Loss of amplified c-myc genes in the spontaneously differentiated HL-60 cells.

Cancer Res

Life Science Group, Faculty of Integrated Arts and Sciences, Hiroshima University, Japan.

Published: July 1994

Amplification of the c-myc gene in the human promyelocytic leukemia cell line HL-60 is considered to be one of the major causes of its malignant phenotype. It is also well known since the establishment of the cell line that a culture of HL-60 cells contains a small but fixed percentage of spontaneously differentiated cells.

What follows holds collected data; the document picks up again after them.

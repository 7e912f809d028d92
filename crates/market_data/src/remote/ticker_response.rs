use common::models::Quote;
use serde::Deserialize;

use crate::error::{GatewayError, parse_decimal};
use crate::traits::RemoteResponse;

/// Subset of `GET /api/v3/ticker/24hr`.
#[derive(Debug, Deserialize)]
pub struct Ticker24hResponse {
    pub symbol: String,
    #[serde(rename(deserialize = "lastPrice"))]
    pub last_price: String,
    #[serde(rename(deserialize = "quoteVolume"))]
    pub quote_volume: String,
}

impl RemoteResponse<Quote> for Ticker24hResponse {
    fn to_model(&self) -> Result<Quote, GatewayError> {
        Ok(Quote {
            symbol: self.symbol.clone(),
            last_price: parse_decimal("ticker lastPrice", &self.last_price)?,
            quote_volume_24h: parse_decimal("ticker quoteVolume", &self.quote_volume)?,
        })
    }
}
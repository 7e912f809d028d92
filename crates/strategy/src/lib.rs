//! Signal generation: indicators, classification and risk levels.

pub mod classifier;
pub mod indicators;
pub mod pipeline;
pub mod risk;

pub use classifier::classify;
pub use indicators::{IndicatorEngine, IndicatorError};
pub use pipeline::{Screening, SignalPipeline};
pub use risk::derive;
use common::ScanConfig;
use common::models::Direction;

/// Maps a price move and RSI to a long-only direction.
///
/// Rules are checked in order and the first match wins:
/// a rise of at least the threshold below overbought follows the momentum,
/// a drop of at least the threshold above oversold bets on a bounce.
pub fn classify(percent_change: f64, rsi: f64, config: &ScanConfig) -> Option<Direction> {
    let threshold = config.percentage_threshold;

    if percent_change >= threshold && rsi < config.rsi_overbought {
        Some(Direction::MomentumBuy)
    } else if percent_change <= -threshold && rsi > config.rsi_oversold {
        Some(Direction::BounceBuy)
    } else {
        None
    }
}
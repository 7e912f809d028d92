pub mod alert_format;
pub mod scan_service;
pub mod startup;
pub mod telegram_service;

#[cfg(test)]
pub(crate) mod test_support;
pub mod config;
pub mod logger;
pub mod models;
pub mod notifier;

pub use config::{ConfigError, MAX_CANDLES, RsiSmoothing, ScanConfig};
pub use notifier::{NotifyError, Notifier};
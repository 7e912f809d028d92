//! Momentum/RSI alert scanner: scheduling, alert formatting and delivery.

pub mod errors;
pub mod services;
//! Pure per-symbol evaluation. Given the same candles, entry price and config,
//! every function here returns the same result.

use common::ScanConfig;
use common::models::{CandleSeries, IndicatorSnapshot, TradeSignal};
use tracing::debug;

use crate::classifier::classify;
use crate::indicators::{IndicatorEngine, IndicatorError};
use crate::risk::derive;

/// Outcome of the candle-only checks, before a live quote is needed.
#[derive(Debug, Clone, Copy, PartialEq)]
pub enum Screening {
    Illiquid(IndicatorSnapshot),
    BelowThreshold(IndicatorSnapshot),
    Candidate(IndicatorSnapshot),
}

#[derive(Debug, Clone)]
pub struct SignalPipeline {
    config: ScanConfig,
    engine: IndicatorEngine,
}

impl SignalPipeline {
    pub fn new(config: ScanConfig) -> Self {
        let engine = IndicatorEngine::from_config(&config);
        Self { config, engine }
    }

    pub fn config(&self) -> &ScanConfig {
        &self.config
    }

    /// Computes indicators and applies the liquidity filter, then the threshold.
    pub fn screen(&self, series: &CandleSeries) -> Result<Screening, IndicatorError> {
        let snapshot = self.engine.compute(series)?;

        // NaN volume fails this comparison and is treated as illiquid.
        if !(snapshot.quote_volume >= self.config.min_volume_usdt) {
            return Ok(Screening::Illiquid(snapshot));
        }
        if snapshot.percent_change.abs() < self.config.percentage_threshold {
            return Ok(Screening::BelowThreshold(snapshot));
        }
        Ok(Screening::Candidate(snapshot))
    }

    pub fn suggest(
        &self,
        symbol: &str,
        snapshot: &IndicatorSnapshot,
        entry_price: f64,
    ) -> Option<TradeSignal> {
        let direction = classify(snapshot.percent_change, snapshot.rsi, &self.config)?;
        let levels = derive(entry_price, direction, &self.config);

        debug!(
            symbol,
            %direction,
            entry_price,
            stop_loss = levels.stop_loss,
            take_profit = levels.take_profit,
            "Signal derived"
        );

        Some(TradeSignal {
            symbol: symbol.to_string(),
            direction,
            percent_change: snapshot.percent_change,
            rsi: snapshot.rsi,
            entry_price,
            stop_loss: levels.stop_loss,
            take_profit: levels.take_profit,
            max_holding_time_seconds: self.config.max_holding_time_seconds,
        })
    }

    /// `screen` followed by `suggest`, for callers that already hold the entry price.
    pub fn evaluate(
        &self,
        series: &CandleSeries,
        entry_price: f64,
    ) -> Result<Option<TradeSignal>, IndicatorError> {
        match self.screen(series)? {
            Screening::Candidate(snapshot) => Ok(self.suggest(&series.symbol, &snapshot, entry_price)),
            Screening::Illiquid(_) | Screening::BelowThreshold(_) => Ok(None),
        }
    }
}

#[cfg(test)]
mod tests {
    use super::*;
    use common::models::{Candle, Direction};

    fn series(closes: &[f64], last_volume: f64) -> CandleSeries {
        let last = closes.len().saturating_sub(1);
        let candles = closes
            .iter()
            .enumerate()
            .map(|(i, &close)| Candle {
                open_time: i as i64 * 60_000,
                open: close,
                high: close,
                low: close,
                close,
                volume: if i == last { last_volume } else { 1.0 },
            })
            .collect();
        CandleSeries::new("ALTUSDT", candles)
    }

    // Six +1/-1 swings around 100, a -2 dip to 98, then a 2.5% jump.
    // Recency-weighted RSI(14) is about 51.44; an equal-weight mean gives
    // 100 * 8.45 / 16.45.
    fn momentum_closes() -> Vec<f64> {
        let mut closes = vec![100.0];
        for _ in 0..6 {
            closes.push(101.0);
            closes.push(100.0);
        }
        closes.push(98.0);
        closes.push(98.0 * 1.025);
        closes
    }

    fn approx(a: f64, b: f64) -> bool {
        (a - b).abs() <= 1e-9 * b.abs().max(1.0)
    }

    #[test]
    fn test_momentum_scenario_end_to_end() {
        let pipeline = SignalPipeline::new(ScanConfig::default());
        // 2000 * 100.45 is roughly $200k of quote volume
        let s = series(&momentum_closes(), 2_000.0);
        assert_eq!(s.len(), 15);

        let snapshot = match pipeline.screen(&s).unwrap() {
            Screening::Candidate(snapshot) => snapshot,
            other => panic!("expected candidate, got {:?}", other),
        };
        assert!((snapshot.percent_change - 2.5).abs() < 1e-9);
        assert!((snapshot.rsi - 51.442897893426).abs() < 1e-6);

        let entry = 100.5;
        let signal = pipeline.suggest("ALTUSDT", &snapshot, entry).unwrap();
        assert_eq!(signal.direction, Direction::MomentumBuy);
        assert_eq!(signal.entry_price, entry);
        assert!(approx(signal.stop_loss, entry * 0.995));
        assert!(approx(signal.take_profit, entry * 1.0075));
        assert_eq!(signal.max_holding_time_seconds, 300);
    }

    #[test]
    fn test_momentum_snapshot_with_given_rsi() {
        let pipeline = SignalPipeline::new(ScanConfig::default());
        let snapshot = IndicatorSnapshot {
            percent_change: 2.5,
            quote_volume: 200_000.0,
            rsi: 55.0,
        };
        let signal = pipeline.suggest("ALTUSDT", &snapshot, 10.0).unwrap();
        assert_eq!(signal.direction, Direction::MomentumBuy);
        assert!(approx(signal.stop_loss, 9.95));
        assert!(approx(signal.take_profit, 10.075));
    }

    #[test]
    fn test_low_volume_is_illiquid() {
        let pipeline = SignalPipeline::new(ScanConfig::default());
        // 500 * 100.45 is about $50k
        let s = series(&momentum_closes(), 500.0);
        assert!(matches!(pipeline.screen(&s).unwrap(), Screening::Illiquid(_)));
        assert_eq!(pipeline.evaluate(&s, 100.45).unwrap(), None);
    }

    #[test]
    fn test_liquidity_is_checked_before_threshold() {
        let pipeline = SignalPipeline::new(ScanConfig::default());
        let s = series(&[100.0; 15], 1.0);
        assert!(matches!(pipeline.screen(&s).unwrap(), Screening::Illiquid(_)));
    }

    #[test]
    fn test_small_move_is_below_threshold() {
        let pipeline = SignalPipeline::new(ScanConfig::default());
        let mut closes = vec![100.0; 14];
        closes.push(101.0);
        let s = series(&closes, 10_000.0);
        assert!(matches!(
            pipeline.screen(&s).unwrap(),
            Screening::BelowThreshold(_)
        ));
    }

    #[test]
    fn test_oversold_drop_gives_no_signal() {
        let pipeline = SignalPipeline::new(ScanConfig::default());
        let mut closes: Vec<f64> = (0..14).map(|i| 114.0 - i as f64).collect();
        let last = *closes.last().unwrap();
        closes.push(last * 0.97);
        let s = series(&closes, 10_000.0);

        let snapshot = match pipeline.screen(&s).unwrap() {
            Screening::Candidate(snapshot) => snapshot,
            other => panic!("expected candidate, got {:?}", other),
        };
        assert!((snapshot.percent_change + 3.0).abs() < 1e-9);
        assert!(snapshot.rsi < 30.0);
        assert_eq!(pipeline.suggest("ALTUSDT", &snapshot, last * 0.97), None);
    }

    #[test]
    fn test_oversold_snapshot_with_given_rsi() {
        let pipeline = SignalPipeline::new(ScanConfig::default());
        let snapshot = IndicatorSnapshot {
            percent_change: -3.0,
            quote_volume: 200_000.0,
            rsi: 25.0,
        };
        assert_eq!(pipeline.suggest("ALTUSDT", &snapshot, 1.0), None);
    }

    #[test]
    fn test_short_series_is_insufficient() {
        let pipeline = SignalPipeline::new(ScanConfig::default());
        let s = series(&[100.0; 10], 10_000.0);
        assert!(matches!(
            pipeline.screen(&s),
            Err(IndicatorError::InsufficientData {
                required: 15,
                available: 10
            })
        ));
    }

    #[test]
    fn test_wilder_option_changes_only_the_rsi() {
        let pipeline = SignalPipeline::new(ScanConfig {
            rsi_smoothing: common::RsiSmoothing::Wilder,
            ..ScanConfig::default()
        });
        let s = series(&momentum_closes(), 2_000.0);

        let signal = pipeline.evaluate(&s, 100.5).unwrap().unwrap();
        assert!((signal.rsi - 100.0 * 8.45 / 16.45).abs() < 1e-6);
        assert_eq!(signal.direction, Direction::MomentumBuy);
    }

    #[test]
    fn test_late_rally_into_overbought_is_suppressed() {
        let pipeline = SignalPipeline::new(ScanConfig::default());
        let mut closes = vec![100.0, 93.0];
        for i in 1..=12 {
            closes.push(93.0 + 0.5 * i as f64);
        }
        closes.push(99.0 * 1.025);
        // 10_000 * ~101.5 clears the volume floor
        let s = series(&closes, 10_000.0);

        assert_eq!(pipeline.evaluate(&s, 101.5).unwrap(), None);
    }

    #[test]
    fn test_evaluation_is_repeatable() {
        let pipeline = SignalPipeline::new(ScanConfig::default());
        let s = series(&momentum_closes(), 2_000.0);

        let first = pipeline.evaluate(&s, 100.5).unwrap();
        for _ in 0..5 {
            assert_eq!(pipeline.evaluate(&s, 100.5).unwrap(), first);
        }
        assert!(first.is_some());
    }
}
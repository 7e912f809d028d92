use common::{ConfigError, NotifyError};
use market_data::GatewayError;
use thiserror::Error;

/// Anything that stops the scanner from starting. Always fatal.
#[derive(Debug, Error)]
pub enum StartupError {
    #[error("configuration error: {0}")]
    Config(#[from] ConfigError),
    #[error("market data gateway unavailable: {0}")]
    Gateway(#[from] GatewayError),
    #[error("notifier unavailable: {0}")]
    Notifier(#[from] NotifyError),
    #[error("no tradable symbols quoted in {0}")]
    EmptyUniverse(String),
}
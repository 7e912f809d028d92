use std::sync::Arc;

use chrono::Utc;
use common::models::TradeSignal;
use common::{NotifyError, Notifier, ScanConfig};
use futures_util::{StreamExt, stream};
use market_data::{GatewayError, MarketDataGateway};
use strategy::{IndicatorError, Screening, SignalPipeline};
use thiserror::Error;
use tokio::sync::watch;
use tokio::time;
use tracing::{debug, error, info, warn};

use crate::services::alert_format::format_alert;

pub const CANDLE_INTERVAL: &str = "1m";

#[derive(Debug, Clone, Copy, PartialEq, Eq)]
pub enum ScanState {
    Idle,
    Scanning,
}

#[derive(Debug, Clone, Copy, PartialEq, Eq)]
pub enum SkipReason {
    InsufficientData,
    InvalidData,
    Illiquid,
    BelowThreshold,
    InvalidQuote,
}

#[derive(Debug, Clone, PartialEq)]
pub enum SymbolOutcome {
    Alerted(TradeSignal),
    NoSignal,
    Skipped(SkipReason),
}

#[derive(Debug, Error)]
pub enum SymbolError {
    #[error("fetch failed for {symbol}: {source}")]
    Fetch {
        symbol: String,
        #[source]
        source: GatewayError,
    },
    #[error("alert for {symbol} not delivered: {source}")]
    Notify {
        symbol: String,
        #[source]
        source: NotifyError,
    },
}

/// Per-cycle tally of symbol outcomes.
#[derive(Debug, Default, Clone, PartialEq, Eq)]
pub struct CycleReport {
    pub cycle: u64,
    pub scanned: usize,
    pub alerts: usize,
    pub no_signal: usize,
    pub skipped_insufficient: usize,
    pub skipped_invalid: usize,
    pub skipped_illiquid: usize,
    pub skipped_below_threshold: usize,
    pub fetch_errors: usize,
    pub notify_errors: usize,
}

impl CycleReport {
    fn record(&mut self, result: &Result<SymbolOutcome, SymbolError>) {
        self.scanned += 1;
        match result {
            Ok(SymbolOutcome::Alerted(_)) => self.alerts += 1,
            Ok(SymbolOutcome::NoSignal) => self.no_signal += 1,
            Ok(SymbolOutcome::Skipped(reason)) => match reason {
                SkipReason::InsufficientData => self.skipped_insufficient += 1,
                SkipReason::InvalidData | SkipReason::InvalidQuote => self.skipped_invalid += 1,
                SkipReason::Illiquid => self.skipped_illiquid += 1,
                SkipReason::BelowThreshold => self.skipped_below_threshold += 1,
            },
            Err(SymbolError::Fetch { .. }) => self.fetch_errors += 1,
            Err(SymbolError::Notify { .. }) => self.notify_errors += 1,
        }
    }
}

/// Sweeps the symbol universe on a fixed interval and dispatches alerts.
pub struct ScanService {
    gateway: Arc<dyn MarketDataGateway>,
    notifier: Arc<dyn Notifier>,
    pipeline: SignalPipeline,
    symbols: Vec<String>,
    state: ScanState,
    cycle: u64,
}

impl ScanService {
    pub fn new(
        gateway: Arc<dyn MarketDataGateway>,
        notifier: Arc<dyn Notifier>,
        config: ScanConfig,
        symbols: Vec<String>,
    ) -> Self {
        Self {
            gateway,
            notifier,
            pipeline: SignalPipeline::new(config),
            symbols,
            state: ScanState::Idle,
            cycle: 0,
        }
    }

    pub fn state(&self) -> ScanState {
        self.state
    }

    pub fn symbols(&self) -> &[String] {
        &self.symbols
    }

    pub fn cycles(&self) -> u64 {
        self.cycle
    }

    fn config(&self) -> &ScanConfig {
        self.pipeline.config()
    }

    /// Loops `run_once` and sleeps the check interval after each full sweep.
    /// Returns once `shutdown` turns true or its sender is dropped.
    pub async fn run_forever(&mut self, mut shutdown: watch::Receiver<bool>) {
        let interval = self.config().check_interval();
        info!(
            "Scanner started: {} symbols every {:?}",
            self.symbols.len(),
            interval
        );

        loop {
            if *shutdown.borrow() {
                break;
            }

            self.run_once().await;

            tokio::select! {
                _ = time::sleep(interval) => {}
                changed = shutdown.changed() => {
                    if changed.is_err() || *shutdown.borrow() {
                        break;
                    }
                }
            }
        }

        info!("Scanner stopped after {} cycles.", self.cycle);
    }

    /// One sweep over the universe. Never fails: every per-symbol problem is
    /// logged and counted.
    pub async fn run_once(&mut self) -> CycleReport {
        self.cycle += 1;
        self.refresh_universe_if_due().await;

        self.state = ScanState::Scanning;
        debug!(cycle = self.cycle, symbols = self.symbols.len(), "Scanning");

        let mut report = CycleReport {
            cycle: self.cycle,
            ..CycleReport::default()
        };

        {
            let this = &*self;
            let mut results = stream::iter(this.symbols.clone())
                .map(move |symbol: String| async move { this.scan_symbol(&symbol).await })
                .buffer_unordered(this.config().scan_concurrency.max(1));

            while let Some(result) = results.next().await {
                log_result(&result);
                report.record(&result);
            }
        }

        self.state = ScanState::Idle;
        info!(
            cycle = report.cycle,
            scanned = report.scanned,
            alerts = report.alerts,
            no_signal = report.no_signal,
            insufficient = report.skipped_insufficient,
            invalid = report.skipped_invalid,
            illiquid = report.skipped_illiquid,
            below_threshold = report.skipped_below_threshold,
            fetch_errors = report.fetch_errors,
            notify_errors = report.notify_errors,
            "Cycle complete"
        );
        report
    }

    async fn scan_symbol(&self, symbol: &str) -> Result<SymbolOutcome, SymbolError> {
        let config = self.config();

        let series = self
            .gateway
            .fetch_candles(symbol, CANDLE_INTERVAL, config.candles_required())
            .await
            .map_err(|source| SymbolError::Fetch {
                symbol: symbol.to_string(),
                source,
            })?;

        let snapshot = match self.pipeline.screen(&series) {
            Ok(Screening::Candidate(snapshot)) => snapshot,
            Ok(Screening::Illiquid(snapshot)) => {
                debug!(symbol, quote_volume = snapshot.quote_volume, "Illiquid, skipping");
                return Ok(SymbolOutcome::Skipped(SkipReason::Illiquid));
            }
            Ok(Screening::BelowThreshold(_)) => {
                return Ok(SymbolOutcome::Skipped(SkipReason::BelowThreshold));
            }
            Err(IndicatorError::InsufficientData {
                required,
                available,
            }) => {
                debug!(symbol, required, available, "Not enough candles, skipping");
                return Ok(SymbolOutcome::Skipped(SkipReason::InsufficientData));
            }
            Err(e) => {
                debug!(symbol, "Unusable candles: {}", e);
                return Ok(SymbolOutcome::Skipped(SkipReason::InvalidData));
            }
        };

        let quote = self
            .gateway
            .fetch_quote(symbol)
            .await
            .map_err(|source| SymbolError::Fetch {
                symbol: symbol.to_string(),
                source,
            })?;

        let entry_price = quote.last_price;
        if !(entry_price.is_finite() && entry_price > 0.0) {
            warn!(symbol, entry_price, "Quote has no usable price, skipping");
            return Ok(SymbolOutcome::Skipped(SkipReason::InvalidQuote));
        }

        let Some(signal) = self.pipeline.suggest(symbol, &snapshot, entry_price) else {
            debug!(
                symbol,
                percent_change = snapshot.percent_change,
                rsi = snapshot.rsi,
                "RSI filter rejected move"
            );
            return Ok(SymbolOutcome::NoSignal);
        };

        let message = format_alert(&signal, entry_price, Utc::now());
        info!("{}", message);

        self.notifier
            .send(&message)
            .await
            .map_err(|source| SymbolError::Notify {
                symbol: symbol.to_string(),
                source,
            })?;

        Ok(SymbolOutcome::Alerted(signal))
    }

    // A failed or empty reload keeps the current universe.
    async fn refresh_universe_if_due(&mut self) {
        let every = self.config().symbol_refresh_cycles;
        if every == 0 || self.cycle <= 1 || (self.cycle - 1) % every != 0 {
            return;
        }

        let quote_asset = self.config().quote_asset.clone();
        match self.gateway.list_symbols(&quote_asset).await {
            Ok(symbols) if !symbols.is_empty() => {
                if symbols != self.symbols {
                    info!(
                        "Symbol universe refreshed: {} -> {} {} pairs",
                        self.symbols.len(),
                        symbols.len(),
                        quote_asset
                    );
                }
                self.symbols = symbols;
            }
            Ok(_) => warn!("Symbol refresh returned no pairs, keeping current universe"),
            Err(e) => warn!("Symbol refresh failed, keeping current universe: {}", e),
        }
    }
}

fn log_result(result: &Result<SymbolOutcome, SymbolError>) {
    match result {
        Ok(SymbolOutcome::Alerted(signal)) => {
            info!("Alert sent: {} {}", signal.symbol, signal.direction)
        }
        Err(e @ SymbolError::Fetch { .. }) => warn!("{}", e),
        Err(e @ SymbolError::Notify { .. }) => error!("{}", e),
        Ok(_) => {}
    }
}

We show that the spontaneous differentiation could be a result of extensive losses of amplified c-myc genes by the findings: (a) the spontaneously differentiated HL-60 cells express Mac-1 (CR3, CD11b/CD18) antigen, irreversibly stop the uptake of [3H]thymidine, and die by apoptosis; (b) these cells, when isolated, and when the copy number of c-myc genes is precisely quantitated, show extensive losses of c-myc genes; and (c) low concentrations of hydroxyurea increase the percentage of spontaneously differentiated cells in which the number of c-myc genes is further decreased. A simple theoretical consideration suggests that an active elimination process(es) must be operating besides the stochastic losses of the extrachromosomally amplified c-myc genes by unequal partition at mitosis.